REQUIRED ACTION
Go through the data below. List every line that holds the word "lenient".

RECORDS FOR THIS TASK
▶

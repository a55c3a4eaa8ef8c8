use mosa_core::{EngineError, FrontierEngine, SearchConfig};
use mosa_goal::{
    BranchId, BranchOutcome, CoverageGoal, Criterion, ExceptionKind, ExecutionTrace, InstructionId, MethodRef, MutationId,
    ThrownException, WORST_FITNESS,
};
use mosa_test_utils::{branch_pair, init_tracing, scenarios, FixtureFacts, FixtureTest, TraceBuilder};
use pretty_assertions::assert_eq;
use proptest::prelude::*;
use std::collections::HashMap;

fn engine_for(facts: &FixtureFacts, goals: Vec<CoverageGoal>, config: SearchConfig) -> FrontierEngine<FixtureTest> {
    init_tracing();
    FrontierEngine::initialize(goals, facts, config).unwrap()
}

fn nested_engine() -> (scenarios::Scenario, FrontierEngine<FixtureTest>) {
    let s = scenarios::nested_if();
    let config = SearchConfig::new().with_criterion(Criterion::Statement);
    let engine = engine_for(&s.facts, s.goals.clone(), config);
    (s, engine)
}

fn sorted(goals: impl IntoIterator<Item = CoverageGoal>) -> Vec<CoverageGoal> {
    let mut goals: Vec<CoverageGoal> = goals.into_iter().collect();
    goals.sort();
    goals
}

fn current(engine: &FrontierEngine<FixtureTest>) -> Vec<CoverageGoal> {
    sorted(engine.current_goals().iter().cloned())
}

fn covered(engine: &FrontierEngine<FixtureTest>) -> Vec<CoverageGoal> {
    sorted(engine.covered_goals().keys().cloned())
}

// Frontier

#[test]
fn initial_frontier_is_the_outer_branch() {
    let (s, engine) = nested_engine();
    assert_eq!(current(&engine), sorted(branch_pair(&s.method, 1)));
    assert_eq!(engine.uncovered_goals().len(), 5);
    assert!(engine.covered_goals().is_empty());
}

#[test]
fn covering_outer_branch_opens_inner_goals() {
    let (s, mut engine) = nested_engine();
    let trace = TraceBuilder::new().entered(&s.method).took(1, false).build();

    let eval = engine.on_candidate_evaluated(&FixtureTest::sized(3), &trace).unwrap();

    let [outer_t, outer_f] = branch_pair(&s.method, 1);
    let [inner_t, inner_f] = branch_pair(&s.method, 2);
    assert_eq!(eval.newly_covered, vec![outer_f.clone()]);
    assert_eq!(eval.fitness_of(&outer_f), Some(0.0));
    assert_eq!(eval.fitness_of(&inner_t), Some(1.0));
    assert_eq!(covered(&engine), vec![outer_f]);
    assert_eq!(current(&engine), sorted([outer_t, inner_t, inner_f]));
}

#[test]
fn worklist_covers_the_whole_chain_in_one_candidate() {
    let (s, mut engine) = nested_engine();
    let trace = TraceBuilder::new()
        .entered(&s.method)
        .took(1, true)
        .took(2, true)
        .executed(&[0, 1, 2, 3, 4, 5])
        .build();

    let eval = engine.on_candidate_evaluated(&FixtureTest::sized(4), &trace).unwrap();

    let [outer_t, outer_f] = branch_pair(&s.method, 1);
    let [inner_t, inner_f] = branch_pair(&s.method, 2);
    let statement = CoverageGoal::statement(s.method.clone(), InstructionId(4));
    assert_eq!(eval.newly_covered.len(), 3);
    assert_eq!(covered(&engine), sorted([outer_t, inner_t, statement]));
    assert_eq!(current(&engine), sorted([outer_f, inner_f]));
    assert_eq!(engine.best_tests_archive().len(), 1);
}

#[test]
fn fast_path_covers_goals_outside_the_frontier() {
    let (s, mut engine) = nested_engine();
    // inner outcome recorded without the outer one, as after instrumentation gaps
    let trace = TraceBuilder::new().entered(&s.method).took(2, true).executed(&[4]).build();

    let eval = engine.on_candidate_evaluated(&FixtureTest::sized(2), &trace).unwrap();

    let [inner_t, _] = branch_pair(&s.method, 2);
    let statement = CoverageGoal::statement(s.method.clone(), InstructionId(4));
    assert!(eval.improved());
    assert_eq!(covered(&engine), sorted([inner_t, statement.clone()]));
    assert_eq!(eval.fitness_of(&statement), Some(0.0));
    assert_eq!(current(&engine), sorted(branch_pair(&s.method, 1)));
}

#[test]
fn covered_goals_leave_the_frontier_for_good() {
    let (s, mut engine) = nested_engine();
    let first = TraceBuilder::new().entered(&s.method).took(1, false).build();
    engine.on_candidate_evaluated(&FixtureTest::sized(3), &first).unwrap();

    let [_, outer_f] = branch_pair(&s.method, 1);
    let second = TraceBuilder::new().entered(&s.method).took(1, true).build();
    let eval = engine.on_candidate_evaluated(&FixtureTest::sized(2), &second).unwrap();

    assert!(eval.fitness_of(&outer_f).is_none());
    assert!(!engine.current_goals().contains(&outer_f));
    assert!(engine.covered_goals().contains_key(&outer_f));
}

#[test]
fn method_goals_follow_their_method_spine() {
    let s = scenarios::nested_if();
    let call = CoverageGoal::method_call(s.method.clone());
    let clean = CoverageGoal::method_no_exception(s.method.clone());
    let mut goals = s.goals[..4].to_vec();
    goals.extend([call.clone(), clean.clone()]);
    let config = SearchConfig::new().with_criteria([Criterion::Branch, Criterion::Method, Criterion::MethodNoException]);
    let mut engine = engine_for(&s.facts, goals, config);

    let trace = TraceBuilder::new()
        .entered(&s.method)
        .took(1, false)
        .returned(&s.method)
        .build();
    engine.on_candidate_evaluated(&FixtureTest::sized(2), &trace).unwrap();

    assert!(engine.covered_goals().contains_key(&call));
    assert!(engine.covered_goals().contains_key(&clean));
}

// Unusable runs

#[test]
fn timeout_leaves_the_archive_untouched() {
    let s = scenarios::single_if();
    let mut engine = engine_for(&s.facts, s.goals.clone(), SearchConfig::default());
    let before = current(&engine);

    let eval = engine
        .on_candidate_evaluated(&FixtureTest::sized(1), &ExecutionTrace::timed_out())
        .unwrap();

    assert!(eval.skipped);
    assert!(!eval.improved());
    for goal in &s.goals {
        assert_eq!(eval.fitness_of(goal), Some(WORST_FITNESS));
    }
    assert!(engine.covered_goals().is_empty());
    assert_eq!(current(&engine), before);
}

#[test]
fn uncaught_exception_is_unusable() {
    let s = scenarios::single_if();
    let mut engine = engine_for(&s.facts, s.goals.clone(), SearchConfig::default());
    let trace = TraceBuilder::new()
        .entered(&s.method)
        .took(1, true)
        .uncaught_exception()
        .build();

    let eval = engine.on_candidate_evaluated(&FixtureTest::sized(1), &trace).unwrap();
    assert!(eval.skipped);
    assert!(engine.covered_goals().is_empty());
}

#[test]
fn empty_traces_skipped_only_when_configured() {
    let s = scenarios::single_if();
    let trace = TraceBuilder::new().entered(&s.method).took(1, true).build();

    let mut lenient = engine_for(&s.facts, s.goals.clone(), SearchConfig::default());
    assert!(!lenient.on_candidate_evaluated(&FixtureTest::sized(1), &trace).unwrap().skipped);

    let strict_config = SearchConfig::default().with_skip_empty_traces(true);
    let mut strict = engine_for(&s.facts, s.goals.clone(), strict_config);
    assert!(strict.on_candidate_evaluated(&FixtureTest::sized(1), &trace).unwrap().skipped);

    let with_lines = TraceBuilder::new().entered(&s.method).took(1, true).line(&s.method, 3).build();
    assert!(!strict.on_candidate_evaluated(&FixtureTest::sized(1), &with_lines).unwrap().skipped);
}

// Mutation

#[test]
fn unguarded_strong_mutant_is_live_from_the_start() {
    let s = scenarios::single_if();
    let facts = s.facts.clone().mutation(1, &[]);
    let mutant = CoverageGoal::strong_mutant(s.method.clone(), MutationId(1));
    let mut goals = s.goals.clone();
    goals.push(mutant.clone());
    let mut engine = engine_for(&facts, goals, SearchConfig::new().with_criterion(Criterion::StrongMutation));

    assert!(engine.current_goals().contains(&mutant));

    let trace = TraceBuilder::new().entered(&s.method).touched(1).killed(1).build();
    let eval = engine.on_candidate_evaluated(&FixtureTest::sized(2), &trace).unwrap();

    assert_eq!(eval.newly_covered, vec![mutant.clone()]);
    assert!(engine.covered_goals().contains_key(&mutant));
    assert!(!engine.current_goals().contains(&mutant));
}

◀

RESULT BELOW
    let mut lenient = engine_for(&s.facts, s.goals.clone(), SearchConfig::default());
    assert!(!lenient.on_candidate_evaluated(&FixtureTest::sized(1), &trace).unwrap().skipped);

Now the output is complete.